John: (mirando a la bruja con confusión) ¿Qué? ¡Pero, señora, no puede comerse a mi amada Sarah!
Bruja: (riendo con malicia) ¡Oh, jovencito tonto! ¡Crees que puedes enamorarte de una bruja como yo? ¡Soy una criatura malvada y no merezco tu amor!
Sarah: (sacando la espada de John) ¡No te preocupes, John! ¡No permitiré que le hagas daño a mi amado!
Bruja: (levantando su cetro de poder con malicia) ¡Oh, jovencita tonta! ¡Crees que puedes vencerme con tu simple espada? ¡Soy una bruja poderosa y no temo tu pequeña arma!
Sarah: (levantando su espada con determinación) ¡Bruja malvada, no permitiré que me hagas daño ni a John! ¡Te enfrentaré y te venceré!
(La bruja comienza a lanzar hechizos contra Sarah, intentando derribarla con su poder mágico. Pero Sarah es valiente y lucha con habilidad, esquivando los hechizos y atacando con su espada)
Sarah: (gritando con determinación) ¡No puedes vencerme, bruja malvada! ¡Soy más fuerte de lo que crees!
Bruja: (rugiendo de ira) ¡No puedes derrotarme, jovencita estúpida! ¡Soy la bruja más poderosa del reino y nadie puede vencerme!
(La bruja lanza un hechizo final, intentando derribar a Sarah de un golpe.

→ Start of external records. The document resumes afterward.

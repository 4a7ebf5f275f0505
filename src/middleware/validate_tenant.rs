use axum::{
    extract::{Request, State},
    middleware::Next,
    response::Response,
};

use super::auth::AuthUser;
use super::validate_user::ValidatedUser;
use crate::error::ApiError;
use crate::state::AppState;

/// Middleware that checks the user's company is active, then hands handlers
/// the complete [`AuthUser`]. Runs after [`validate_user_middleware`](super::validate_user_middleware).
pub async fn validate_tenant_middleware(
    State(state): State<AppState>,
    mut request: Request,
    next: Next,
) -> Result<Response, ApiError> {
    let ValidatedUser(user) = request
        .extensions_mut()
        .remove::<ValidatedUser>()
        .ok_or_else(|| ApiError::unauthorized("Authentication required"))?;

    let company = state.auth().active_company(user.tenant_id).await.inspect_err(|_| {
        tracing::warn!("Tenant validation failed: company {} is not active", user.tenant_id);
    })?;

    tracing::debug!("Tenant validation successful: {} ({})", company.name, company.id);
    request.extensions_mut().insert(AuthUser { user, company });
    Ok(next.run(request).await)
}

Pero Sarah es rápida y logra desviar el hechizo con su espada, enviándolo de vuelta hacia la bruja dándole un golpe letal y volviendo la polvo)
Sarah: (gritando con triunfo) ¡Lo logré, John! ¡He vencido a la bruja malvada!
John: (aplaudiendo con alivio y admiración) ¡Oh, Sarah, eres increíble! ¡Nunca había visto a nadie luchar con tanta valentía y habilidad!
Sarah: (sonriendo con modestia) No, John. Tú también luchaste con valentía. Gracias por no dejarte vencer por la bruja.
John: (abrazando a Sarah con gratitud) ¡Oh, Sarah, gracias por salvarme de nuevo! ¡Eres una heroína valiente y fuerte!
Sarah: (sonriendo con modestia) No, John. Tú eres el verdadero héroe. Gracias por no dejarme caer en manos de esa bruja malvada.
John: (mirándola con amor) Te amo, Sarah. Juntos, podemos superar cualquier desafío.
Sarah: (correspondiendo su mirada) Yo también te amo, John. Juntos, somos invencibles.
(John y Sarah salen de la cabaña de la bruja y continúan su camino hacia la seguridad, unidos por su amor y su valentía).